Front. Genet., 22 April 2014 | https://doi.org/10.3389/fgene.2014.00089

Variation in genes involved in epigenetic processes offers insights into tropically adapted cattle diversity

  • 1CSIRO Food Futures Flagship and CSIRO Animal, Health and Food Sciences, Brisbane, QLD, Australia
  • 2QAAFI, Centre for Animal Science, The University of Queensland, Brisbane, QLD, Australia

We evaluated the relevance of the BovineHD Illumina SNP chip with respect to genes involved in epigenetic processes. Genotypes for 729,068 SNP on two tropical cattle breeds of Australia were used: Brahman (n = 2112) and Tropical Composite (n = 2550). We used data mining approaches to compile a list of bovine protein-coding genes involved in epigenetic processes. These genes represent 9 functional categories that contain between one (histone demethylases) and 99 (chromatin remodeling factors) genes. A total of 3091 SNP mapped to positions within 3000 bp of the 193 coding regions of those genes, including 113 SNP in transcribed regions, 2738 in intronic regions and 240 in up- or down-stream regions. For all these SNP categories, we observed differences in the allelic frequencies between Brahman and Tropical Composite cattle. These differences were larger than those observed for the entire set of 729,068 SNP (P = 1.79 x 10−5). A multidimensional scaling analysis using only the 113 SNP in transcribed regions allowed for the separation of the two populations and this separation was comparable to the one obtained with a random set of 113 SNP (Principal Component 1 r2 > 0.84). To further characterize the differences between the breeds we defined a gene-differentiation metric based on the average genotypic frequencies of SNP connected to each gene and compared both cattle populations. The 10% most differentiated genes were distributed across 10 chromosomes, with significant (P < 0.05) enrichment on BTA 3 and 10. The 10% most conserved genes were located in 12 chromosomes. We conclude that there is variation between cattle populations in genes connected to epigenetic processes, and this variation can be used to differentiate cattle breeds. More research is needed to fully characterize the use of these SNP and its potential as means to further our understanding of biological variation and epigenetic processes.

Introduction

Differences in gene transcriptional regulation between individuals are likely to contribute to quantitative variation in important livestock production traits such as growth, metabolic efficiency, immunological competence, and reproductive performance.

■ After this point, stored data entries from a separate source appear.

//! Version lineage management.
//!
//! Every template is one version of a named lineage and exactly one version
//! per name is latest. Promotion and rollback are the same transition: the
//! target becomes latest and its siblings are demoted in one atomic store
//! operation. Conflicting concurrent promotions are retried with backoff rather
//! than dropped.

use std::sync::Arc;
use std::time::Duration;

use tracing::{info, instrument, warn};
use uuid::Uuid;

use crate::config::MatchingConfig;
use crate::error::{Result, StoreError, TemplateError};
use crate::store::{StoreResult, TemplateStore, VersionMode};
use crate::types::{Template, TemplateChanges, TemplateDraft};

const RETRY_BASE_DELAY: Duration = Duration::from_millis(10);
const RETRY_MAX_DELAY: Duration = Duration::from_secs(1);

pub struct VersionManager {
    store: Arc<dyn TemplateStore>,
    max_retries: u32,
}

impl VersionManager {
    pub fn new(store: Arc<dyn TemplateStore>, config: &MatchingConfig) -> Self {
        Self {
            store,
            max_retries: config.promotion_max_retries,
        }
    }

    pub async fn get_latest(&self, name: &str) -> Result<Option<Template>> {
        Ok(self.store.latest_version(name).await?)
    }

    /// All versions of `name`, highest first.
    pub async fn get_all_versions(&self, name: &str) -> Result<Vec<Template>> {
        Ok(self.store.list_versions(name).await?)
    }

    /// All versions sharing the name of `template_id`, highest first.
    pub async fn get_history(&self, template_id: Uuid) -> Result<Vec<Template>> {
        let template = self.require(template_id).await?;
        self.get_all_versions(&template.name).await
    }

    /// Make `template_id` the latest version of its lineage.
    ///
    /// Idempotent: promoting the current latest leaves the lineage unchanged.
    #[instrument(skip(self))]
    pub async fn set_as_latest(&self, template_id: Uuid) -> Result<Template> {
        let promoted = self
            .with_retry("promote", || self.store.promote_to_latest(template_id))
            .await
            .map_err(|e| not_found_or(e, template_id))?;
        info!(
            "Promoted {} v{} ({}) to latest",
            promoted.name, promoted.version, promoted.id
        );
        Ok(promoted)
    }

    /// Restore an older version as latest. Same transition as
    /// [`set_as_latest`](Self::set_as_latest).
    #[instrument(skip(self))]
    pub async fn rollback(&self, template_id: Uuid) -> Result<Template> {
        let target = self.require(template_id).await?;
        if let Some(current) = self.store.latest_version(&target.name).await? {
            info!(
                "Rolling back {} from v{} to v{}",
                target.name, current.version, target.version
            );
        }
        self.set_as_latest(template_id).await
    }

    /// Version 1 of a new lineage.
    #[instrument(skip(self, draft), fields(name = %draft.name))]
    pub async fn create_lineage(&self, draft: TemplateDraft) -> Result<Template> {
        validate_name(&draft.name)?;
        self.store
            .insert_version(draft, VersionMode::NewLineage)
            .await
            .map_err(|e| match e {
                StoreError::Conflict(msg) => TemplateError::Conflict(msg),
                other => other.into(),
            })
    }

    /// Next version of the lineage of `base_id`: the base's fields with
    /// `changes` applied, numbered `max(version) + 1`, made latest.
    #[instrument(skip(self, changes))]
    pub async fn create_next_version(
        &self,
        base_id: Uuid,
        changes: TemplateChanges,
    ) -> Result<Template> {
        let base = self.require(base_id).await?;
        let draft = changes.apply(TemplateDraft::from(&base));
        let created = self
            .with_retry("create version", || {
                self.store
                    .insert_version(draft.clone(), VersionMode::NextVersion)
            })
            .await?;
        info!(
            "Created {} v{} from v{}",
            created.name, created.version, base.version
        );
        Ok(created)
    }

    async fn require(&self, template_id: Uuid) -> Result<Template> {
        self.store
            .get_template(template_id)
            .await?
            .ok_or_else(|| TemplateError::NotFound(format!("template {}", template_id)))
    }

    async fn with_retry<T, F, Fut>(&self, operation: &str, mut attempt: F) -> Result<T>
    where
        F: FnMut() -> Fut,
        Fut: std::future::Future<Output = StoreResult<T>>,
    {
        let mut tries = 0;
        loop {
            match attempt().await {
                Ok(value) => return Ok(value),
                Err(StoreError::Conflict(msg)) if tries < self.max_retries => {
                    tries += 1;
                    warn!(
                        "{} conflicted (attempt {}/{}): {}",
                        operation, tries, self.max_retries, msg
                    );
                    tokio::time::sleep(retry_delay(tries)).await;
                }
                Err(StoreError::Conflict(msg)) => return Err(TemplateError::Conflict(msg)),
                Err(e) => return Err(e.into()),
            }
        }
    }
}

/// Exponential backoff for the `tries`-th retry, capped at [`RETRY_MAX_DELAY`].
fn retry_delay(tries: u32) -> Duration {
    let factor = 2u32.checked_pow(tries.saturating_sub(1)).unwrap_or(u32::MAX);
    RETRY_BASE_DELAY
        .checked_mul(factor)
        .unwrap_or(RETRY_MAX_DELAY)
        .min(RETRY_MAX_DELAY)
}

fn not_found_or(e: TemplateError, id: Uuid) -> TemplateError {
    match e {
        TemplateError::Store(StoreError::NotFound(_)) => {
            TemplateError::NotFound(format!("template {}", id))
        }
        other => other,
    }
}

fn validate_name(name: &str) -> Result<()> {
    if name.trim().is_empty() {
        return Err(TemplateError::InvalidInput("template name is empty".into()));
    }
    Ok(())
}

#[cfg(test)]
mod tests {
    use super::*;
    use crate::store::InMemoryTemplateStore;

    async fn lineage(
        versions: usize,
    ) -> (Arc<InMemoryTemplateStore>, VersionManager, Vec<Template>) {
        let store = Arc::new(InMemoryTemplateStore::new());
        let manager = VersionManager::new(store.clone(), &MatchingConfig::default());
        let mut created = vec![manager
            .create_lineage(TemplateDraft::new("Contract").semantic_model("contract"))
            .await
            .unwrap()];
        for _ in 1..versions {
            let base = created[0].id;
            created.push(
                manager
                    .create_next_version(base, TemplateChanges::default())
                    .await
                    .unwrap(),
            );
        }
        (store, manager, created)
    }

    fn latest_versions(all: &[Template]) -> Vec<i32> {
        all.iter().filter(|t| t.is_latest).map(|t| t.version).collect()
    }

    #[tokio::test]
    async fn test_next_version_inherits_fields_and_becomes_latest() {
        let (_, manager, created) = lineage(3).await;
        assert_eq!(
            created.iter().map(|t| t.version).collect::<Vec<_>>(),
            vec![1, 2, 3]
        );
        assert_eq!(created[2].semantic_model.as_deref(), Some("contract"));
        let latest = manager.get_latest("Contract").await.unwrap().unwrap();
        assert_eq!(latest.version, 3);
    }

    #[tokio::test]
    async fn test_promote_older_version() {
        let (store, manager, created) = lineage(5).await;
        manager.set_as_latest(created[2].id).await.unwrap();

        let all = store.snapshot().await;
        assert_eq!(latest_versions(&all), vec![3]);
        let v5 = all.iter().find(|t| t.version == 5).unwrap();
        assert!(!v5.is_latest);
    }

    #[tokio::test]
    async fn test_set_as_latest_is_idempotent() {
        let (store, manager, created) = lineage(3).await;
        manager.set_as_latest(created[0].id).await.unwrap();
        let once: Vec<(Uuid, bool)> = store
            .snapshot()
            .await
            .into_iter()
            .map(|t| (t.id, t.is_latest))
            .collect();
        manager.set_as_latest(created[0].id).await.unwrap();
        let twice: Vec<(Uuid, bool)> = store
            .snapshot()
            .await
            .into_iter()
            .map(|t| (t.id, t.is_latest))
            .collect();
        assert_eq!(once, twice);
    }

    #[tokio::test]
    async fn test_rollback_and_history() {
        let (_, manager, created) = lineage(3).await;
        let rolled = manager.rollback(created[0].id).await.unwrap();
        assert!(rolled.is_latest);
        assert_eq!(rolled.version, 1);

        let history = manager.get_history(created[1].id).await.unwrap();
        assert_eq!(
            history.iter().map(|t| t.version).collect::<Vec<_>>(),
            vec![3, 2, 1]
        );
    }

    #[test]
    fn test_retry_delay_doubles_up_to_cap() {
        assert_eq!(retry_delay(1), Duration::from_millis(10));
        assert_eq!(retry_delay(2), Duration::from_millis(20));
        assert_eq!(retry_delay(7), Duration::from_millis(640));
        assert_eq!(retry_delay(8), RETRY_MAX_DELAY);
        assert_eq!(retry_delay(40), RETRY_MAX_DELAY);
        assert_eq!(retry_delay(u32::MAX), RETRY_MAX_DELAY);
    }

    #[tokio::test]
    async fn test_missing_template_is_not_found() {
        let (_, manager, _) = lineage(1).await;
        let id = Uuid::new_v4();
        assert!(matches!(
            manager.set_as_latest(id).await.unwrap_err(),
            TemplateError::NotFound(_)
        ));
        assert!(matches!(
            manager.get_history(id).await.unwrap_err(),
            TemplateError::NotFound(_)
        ));
    }

    #[tokio::test]
    async fn test_duplicate_lineage_conflicts() {
        let (_, manager, _) = lineage(1).await;
        let err = manager
            .create_lineage(TemplateDraft::new("Contract"))
            .await
            .unwrap_err();
        assert!(matches!(err, TemplateError::Conflict(_)));
        let err = manager.create_lineage(TemplateDraft::new(" ")).await.unwrap_err();
        assert!(matches!(err, TemplateError::InvalidInput(_)));
    }
}
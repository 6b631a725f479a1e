//! Business Match: rank templates for a free-text business description.

use serde::Serialize;

use crate::config::BusinessMatchConfig;
use crate::keywords::tokens;
use crate::types::{rank_order, MatchCandidate, MatchStrategy, Template};

/// Relevance query derived from a business description.
#[derive(Debug, Clone, PartialEq, Eq, Serialize)]
pub struct BusinessQuery {
    pub keywords: Vec<String>,
    /// Whether the keywords came from the configured vocabulary rather than
    /// the raw-token fallback.
    pub from_vocabulary: bool,
}

impl BusinessQuery {
    /// Vocabulary terms found in the description, in vocabulary order. When
    /// none match, the first `fallback_token_count` tokens of at least
    /// `fallback_min_length` characters.
    pub fn from_description(description: &str, config: &BusinessMatchConfig) -> Self {
        let lowered = description.to_lowercase();
        let matched: Vec<String> = config
            .vocabulary
            .iter()
            .map(|term| term.trim().to_lowercase())
            .filter(|term| !term.is_empty() && lowered.contains(term.as_str()))
            .fold(Vec::new(), |mut acc, term| {
                if !acc.contains(&term) {
                    acc.push(term);
                }
                acc
            });
        if !matched.is_empty() {
            return Self {
                keywords: matched,
                from_vocabulary: true,
            };
        }

        let keywords = tokens(&lowered)
            .filter(|t| t.chars().count() >= config.fallback_min_length)
            .take(config.fallback_token_count)
            .map(String::from)
            .collect();
        Self {
            keywords,
            from_vocabulary: false,
        }
    }

    pub fn is_empty(&self) -> bool {
        self.keywords.is_empty()
    }

    /// Terms joined with `|`, the form both the datastore rank function and
    /// [`relevance_rank`](crate::similarity::relevance_rank) accept.
    pub fn to_query_string(&self) -> String {
        self.keywords.join(" | ")
    }
}

/// Maximum of the boosts applicable to the template, applied to its rank.
pub fn business_score(template: &Template, rank: f64, config: &BusinessMatchConfig) -> f64 {
    let mut boosts = Vec::with_capacity(2);
    if template.semantic_model().is_some() {
        boosts.push(config.semantic_boost);
    }
    if template.rule_expression().is_some() {
        boosts.push(config.rule_boost);
    }
    let boost = boosts.into_iter().reduce(f64::max).unwrap_or(config.base_boost);
    rank * boost
}

/// Filter and order `(template, name rank)` rows.
///
/// Kept when the rank exceeds the configured floor or the name contains one of
/// the expected file-type tags. Ordered by business score, then sequence
/// number, then id; at most `limit` results.
pub fn rank_business(
    rows: Vec<(Template, f64)>,
    expected_file_types: &[String],
    limit: usize,
    config: &BusinessMatchConfig,
) -> Vec<MatchCandidate> {
    let tags: Vec<String> = expected_file_types
        .iter()
        .map(|t| t.trim().to_lowercase())
        .filter(|t| !t.is_empty())
        .collect();

    let mut ranked: Vec<MatchCandidate> = rows
        .into_iter()
        .filter(|(_, rank)| rank.is_finite())
        .filter(|(template, rank)| {
            let name = template.name.to_lowercase();
            *rank > config.relevance_floor || tags.iter().any(|tag| name.contains(tag.as_str()))
        })
        .map(|(template, rank)| MatchCandidate {
            score: business_score(&template, rank, config),
            template,
            strategy: MatchStrategy::Business,
        })
        .collect();

    ranked.sort_by(rank_order);
    ranked.truncate(limit);
    ranked
}
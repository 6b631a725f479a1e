//! Postgres-backed template store.
//!
//! The fuzzy similarity and relevance rank primitives are SQL functions
//! installed by `migrations/001_template_catalog.sql`. Their presence is probed
//! at runtime, so a database without the functions still works through the
//! in-process fallback.
//!
//! Lineage mutations run in one transaction holding
//! `pg_advisory_xact_lock(hashtext(name))`; the partial unique index on
//! `(name) WHERE is_latest` backs the single-latest invariant.

use std::time::Duration;

use async_trait::async_trait;
use sqlx::postgres::PgPoolOptions;
use sqlx::{PgPool, Postgres, Transaction};
use tracing::{debug, info, warn};
use uuid::Uuid;

use super::{StoreResult, TemplateStore, VersionMode};
use crate::error::StoreError;
use crate::scoring::FieldSimilarities;
use crate::similarity::Capabilities;
use crate::types::{Template, TemplateDraft, TemplateFilter};

const MIGRATION: &str = include_str!("../../migrations/001_template_catalog.sql");

const COLUMNS: &str = "id, name, version, is_latest, parent_id, semantic_model, name_pattern, \
     rule_expression, sequence_number, is_static, created_at, updated_at";

/// Database configuration
#[derive(Debug, Clone)]
pub struct DatabaseConfig {
    pub database_url: String,
    pub max_connections: u32,
    pub connection_timeout: Duration,
    pub idle_timeout: Option<Duration>,
    pub max_lifetime: Option<Duration>,
}

impl Default for DatabaseConfig {
    fn default() -> Self {
        Self {
            database_url: std::env::var("DATABASE_URL")
                .unwrap_or_else(|_| "postgresql://localhost:5432/attachments".to_string()),
            max_connections: std::env::var("DATABASE_POOL_SIZE")
                .ok()
                .and_then(|s| s.parse().ok())
                .unwrap_or(10),
            connection_timeout: Duration::from_secs(30),
            idle_timeout: Some(Duration::from_secs(600)),
            max_lifetime: Some(Duration::from_secs(1800)),
        }
    }
}

impl DatabaseConfig {
    pub async fn connect(&self) -> Result<PgPool, sqlx::Error> {
        info!("Connecting to database: {}", mask_database_url(&self.database_url));

        let mut pool_options = PgPoolOptions::new()
            .max_connections(self.max_connections)
            .acquire_timeout(self.connection_timeout);
        if let Some(idle_timeout) = self.idle_timeout {
            pool_options = pool_options.idle_timeout(idle_timeout);
        }
        if let Some(max_lifetime) = self.max_lifetime {
            pool_options = pool_options.max_lifetime(max_lifetime);
        }

        pool_options.connect(&self.database_url).await.map_err(|e| {
            warn!("Failed to connect to database: {}", e);
            e
        })
    }
}

/// Hide the password part of a connection URL for logging.
fn mask_database_url(url: &str) -> String {
    if let Ok(parsed) = url::Url::parse(url) {
        let mut masked = parsed.clone();
        if parsed.password().is_some() {
            let _ = masked.set_password(Some("***"));
        }
        masked.to_string()
    } else {
        // Unparsable: keep only the ends
        match (url.get(..10), url.len().checked_sub(10).and_then(|i| url.get(i..))) {
            (Some(head), Some(tail)) if url.len() > 20 => format!("{}***{}", head, tail),
            _ => "***".to_string(),
        }
    }
}

#[derive(sqlx::FromRow)]
struct SimilarityRow {
    #[sqlx(flatten)]
    template: Template,
    name_similarity: f64,
    semantic_similarity: f64,
    pattern_similarity: f64,
}

#[derive(sqlx::FromRow)]
struct RankRow {
    #[sqlx(flatten)]
    template: Template,
    rank: f64,
}

pub struct PgTemplateStore {
    pool: PgPool,
}

impl PgTemplateStore {
    pub fn new(pool: PgPool) -> Self {
        Self { pool }
    }

    pub async fn connect(config: &DatabaseConfig) -> StoreResult<Self> {
        Ok(Self::new(config.connect().await?))
    }

    pub fn pool(&self) -> &PgPool {
        &self.pool
    }

    /// Create the schema, table, indexes and scoring functions. Idempotent.
    pub async fn run_migrations(&self) -> StoreResult<()> {
        info!("Running template catalog migration");
        sqlx::raw_sql(MIGRATION).execute(&self.pool).await?;
        Ok(())
    }

    async fn fetch_where(
        &self,
        predicate: &str,
        filter: TemplateFilter,
    ) -> StoreResult<Vec<Template>> {
        let sql = format!(
            r#"SELECT {COLUMNS} FROM "attachment".templates
               WHERE {predicate} AND ($1 = FALSE OR is_latest)
               ORDER BY sequence_number, id"#
        );
        Ok(sqlx::query_as::<_, Template>(&sql)
            .bind(filter.latest_only)
            .fetch_all(&self.pool)
            .await?)
    }
}

/// Serialize lineage mutations for `name` until the transaction ends.
async fn lock_lineage(tx: &mut Transaction<'_, Postgres>, name: &str) -> StoreResult<()> {
    sqlx::query("SELECT pg_advisory_xact_lock(hashtext($1))")
        .bind(name)
        .execute(&mut **tx)
        .await?;
    Ok(())
}

fn conflict_or_database(e: sqlx::Error) -> StoreError {
    if let sqlx::Error::Database(db) = &e {
        if db.is_unique_violation() {
            return StoreError::Conflict(db.message().to_string());
        }
    }
    StoreError::Database(e)
}

#[async_trait]
impl TemplateStore for PgTemplateStore {
    async fn count_templates(&self) -> StoreResult<usize> {
        let count: i64 = sqlx::query_scalar(r#"SELECT count(*) FROM "attachment".templates"#)
            .fetch_one(&self.pool)
            .await?;
        Ok(count.max(0) as usize)
    }

    async fn get_template(&self, id: Uuid) -> StoreResult<Option<Template>> {
        let sql = format!(r#"SELECT {COLUMNS} FROM "attachment".templates WHERE id = $1"#);
        Ok(sqlx::query_as::<_, Template>(&sql)
            .bind(id)
            .fetch_optional(&self.pool)
            .await?)
    }

    async fn list_templates(&self, filter: TemplateFilter) -> StoreResult<Vec<Template>> {
        self.fetch_where("TRUE", filter).await
    }

    async fn list_children(&self, parent_id: Uuid) -> StoreResult<Vec<Template>> {
        let sql = format!(
            r#"SELECT {COLUMNS} FROM "attachment".templates
               WHERE parent_id = $1
               ORDER BY sequence_number, id"#
        );
        Ok(sqlx::query_as::<_, Template>(&sql)
            .bind(parent_id)
            .fetch_all(&self.pool)
            .await?)
    }

    async fn list_roots(&self) -> StoreResult<Vec<Template>> {
        self.fetch_where(
            r#"(parent_id IS NULL OR NOT EXISTS (
                   SELECT 1 FROM "attachment".templates p WHERE p.id = templates.parent_id))"#,
            TemplateFilter::all(),
        )
        .await
    }

    async fn list_versions(&self, name: &str) -> StoreResult<Vec<Template>> {
        let sql = format!(
            r#"SELECT {COLUMNS} FROM "attachment".templates
               WHERE name = $1
               ORDER BY version DESC"#
        );
        Ok(sqlx::query_as::<_, Template>(&sql)
            .bind(name)
            .fetch_all(&self.pool)
            .await?)
    }

    async fn latest_version(&self, name: &str) -> StoreResult<Option<Template>> {
        let sql = format!(
            r#"SELECT {COLUMNS} FROM "attachment".templates
               WHERE name = $1 AND is_latest"#
        );
        Ok(sqlx::query_as::<_, Template>(&sql)
            .bind(name)
            .fetch_optional(&self.pool)
            .await?)
    }

    async fn insert_version(
        &self,
        draft: TemplateDraft,
        mode: VersionMode,
    ) -> StoreResult<Template> {
        let mut tx = self.pool.begin().await?;
        lock_lineage(&mut tx, &draft.name).await?;

        let current_max: Option<i32> =
            sqlx::query_scalar(r#"SELECT max(version) FROM "attachment".templates WHERE name = $1"#)
                .bind(&draft.name)
                .fetch_one(&mut *tx)
                .await?;

        let version = match (mode, current_max) {
            (VersionMode::NewLineage, None) => 1,
            (VersionMode::NewLineage, Some(_)) => {
                return Err(StoreError::Conflict(format!(
                    "lineage '{}' already exists",
                    draft.name
                )))
            }
            (VersionMode::NextVersion, Some(max)) => max + 1,
            (VersionMode::NextVersion, None) => {
                return Err(StoreError::LineageNotFound(draft.name))
            }
        };

        sqlx::query(
            r#"UPDATE "attachment".templates
               SET is_latest = FALSE, updated_at = NOW()
               WHERE name = $1 AND is_latest"#,
        )
        .bind(&draft.name)
        .execute(&mut *tx)
        .await?;

        let sql = format!(
            r#"INSERT INTO "attachment".templates
                   (id, name, version, is_latest, parent_id, semantic_model, name_pattern,
                    rule_expression, sequence_number, is_static)
               VALUES ($1, $2, $3, TRUE, $4, $5, $6, $7, $8, $9)
               RETURNING {COLUMNS}"#
        );
        let template = sqlx::query_as::<_, Template>(&sql)
            .bind(Uuid::new_v4())
            .bind(&draft.name)
            .bind(version)
            .bind(draft.parent_id)
            .bind(&draft.semantic_model)
            .bind(&draft.name_pattern)
            .bind(&draft.rule_expression)
            .bind(draft.sequence_number)
            .bind(draft.is_static)
            .fetch_one(&mut *tx)
            .await
            .map_err(conflict_or_database)?;

        tx.commit().await.map_err(conflict_or_database)?;
        debug!("Inserted {} v{} ({})", template.name, template.version, template.id);
        Ok(template)
    }

    async fn promote_to_latest(&self, id: Uuid) -> StoreResult<Template> {
        let mut tx = self.pool.begin().await?;

        let name: String =
            sqlx::query_scalar(r#"SELECT name FROM "attachment".templates WHERE id = $1"#)
                .bind(id)
                .fetch_optional(&mut *tx)
                .await?
                .ok_or(StoreError::NotFound(id))?;
        lock_lineage(&mut tx, &name).await?;

        // Demote first: the partial unique index is checked row by row.
        sqlx::query(
            r#"UPDATE "attachment".templates
               SET is_latest = FALSE, updated_at = NOW()
               WHERE name = $1 AND id <> $2 AND is_latest"#,
        )
        .bind(&name)
        .bind(id)
        .execute(&mut *tx)
        .await?;

        let sql = format!(
            r#"UPDATE "attachment".templates
               SET is_latest = TRUE,
                   updated_at = CASE WHEN is_latest THEN updated_at ELSE NOW() END
               WHERE id = $1
               RETURNING {COLUMNS}"#
        );
        let template = sqlx::query_as::<_, Template>(&sql)
            .bind(id)
            .fetch_optional(&mut *tx)
            .await
            .map_err(conflict_or_database)?
            .ok_or(StoreError::NotFound(id))?;

        tx.commit().await.map_err(conflict_or_database)?;
        Ok(template)
    }

    async fn update_semantic_model(
        &self,
        id: Uuid,
        semantic_model: Option<String>,
    ) -> StoreResult<Template> {
        let sql = format!(
            r#"UPDATE "attachment".templates
               SET semantic_model = $2, updated_at = NOW()
               WHERE id = $1
               RETURNING {COLUMNS}"#
        );
        sqlx::query_as::<_, Template>(&sql)
            .bind(id)
            .bind(semantic_model)
            .fetch_optional(&self.pool)
            .await?
            .ok_or(StoreError::NotFound(id))
    }

    async fn update_name_pattern(
        &self,
        id: Uuid,
        name_pattern: Option<String>,
    ) -> StoreResult<Template> {
        let sql = format!(
            r#"UPDATE "attachment".templates
               SET name_pattern = $2, updated_at = NOW()
               WHERE id = $1
               RETURNING {COLUMNS}"#
        );
        sqlx::query_as::<_, Template>(&sql)
            .bind(id)
            .bind(name_pattern)
            .fetch_optional(&self.pool)
            .await?
            .ok_or(StoreError::NotFound(id))
    }

    async fn capabilities(&self) -> Capabilities {
        let probe: Result<(bool, bool), sqlx::Error> = sqlx::query_as(
            r#"SELECT
                   to_regprocedure('"attachment".fuzzy_similarity(text, text)') IS NOT NULL,
                   to_regprocedure('"attachment".relevance_rank(text, text)') IS NOT NULL"#,
        )
        .fetch_one(&self.pool)
        .await;

        match probe {
            Ok((native_fuzzy, native_rank)) => Capabilities {
                native_fuzzy,
                native_rank,
            },
            Err(e) => {
                warn!("Capability probe failed, using in-process scoring: {}", e);
                Capabilities::in_process()
            }
        }
    }

    async fn field_similarities(
        &self,
        query: &str,
        filter: TemplateFilter,
    ) -> StoreResult<Vec<FieldSimilarities>> {
        let sql = format!(
            r#"SELECT {COLUMNS},
                   "attachment".fuzzy_similarity(name, $1) AS name_similarity,
                   "attachment".fuzzy_similarity(semantic_model, $1) AS semantic_similarity,
                   "attachment".fuzzy_similarity(name_pattern, $1) AS pattern_similarity
               FROM "attachment".templates
               WHERE ($2 = FALSE OR is_latest)
               ORDER BY sequence_number, id"#
        );
        let rows = sqlx::query_as::<_, SimilarityRow>(&sql)
            .bind(query)
            .bind(filter.latest_only)
            .fetch_all(&self.pool)
            .await?;

        // Field emptiness is judged in process so both paths agree on which
        // weighted arms are active.
        Ok(rows
            .into_iter()
            .map(|row| {
                let semantic_model = row
                    .template
                    .semantic_model()
                    .map(|_| row.semantic_similarity);
                let name_pattern = row.template.name_pattern().map(|_| row.pattern_similarity);
                FieldSimilarities {
                    template: row.template,
                    name: row.name_similarity,
                    semantic_model,
                    name_pattern,
                }
            })
            .collect())
    }

    async fn name_relevance(
        &self,
        query: &str,
        filter: TemplateFilter,
    ) -> StoreResult<Vec<(Template, f64)>> {
        let sql = format!(
            r#"SELECT {COLUMNS},
                   "attachment".relevance_rank(name, $1) AS rank
               FROM "attachment".templates
               WHERE ($2 = FALSE OR is_latest)
               ORDER BY sequence_number, id"#
        );
        let rows = sqlx::query_as::<_, RankRow>(&sql)
            .bind(query)
            .bind(filter.latest_only)
            .fetch_all(&self.pool)
            .await?;
        Ok(rows.into_iter().map(|row| (row.template, row.rank)).collect())
    }
}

A recent example is the mutation on the Bos taurus autosome (BTA) 14 that regulates the expression of various genes in the PLAG1 region and is associated with many production traits as well as reproductive phenotypes (Karim et al., 2011; Fortes et al., 2013). Epigenetic modifications of DNA and of histone proteins contribute to the regulation of tissue- and developmental stage-specific gene expression.

Variations in transcriptional activity have been linked to a number of epigenetic processes including: differences in DNA methylation (Doerfler, 1983), the incorporation of histone variants into chromatin (Jin et al., 2009), histone modifications such as methylation and acetylation (Barth and Imhof, 2010), and Polycomb Group (PcG) proteins (Leeb et al., 2010). The epigenetic machinery that underpins these dynamic changes includes enzymes that catalyze addition or removal of methyl or acetyl groups to DNA or histone proteins [DNA methyltransferases (DNMT), histone methyltransferases (HMT) and histone acetyltransferases (HAT)], and chromatin remodeling factors.

In an example with promising relevance to livestock productivity, Lomniczi et al. (2013) have shown that the timing of female puberty in rats is driven by transcriptional activation of the KISS1 promoter in the hypothalamus in a complex interplay of several components of the epigenetic machinery: DNA methylation, PcG proteins, and histone modifications. It is plausible that fertility traits in livestock may be subject to the same or similar regulatory mechanisms. Individual or breed differences in the epigenetic machinery could bring about changes that could, for example manifest themselves in an earlier age at puberty. Regulatory transcription factors associated with cattle puberty and heifer pregnancy have been proposed previously (Fortes et al., 2010, 2011, 2012).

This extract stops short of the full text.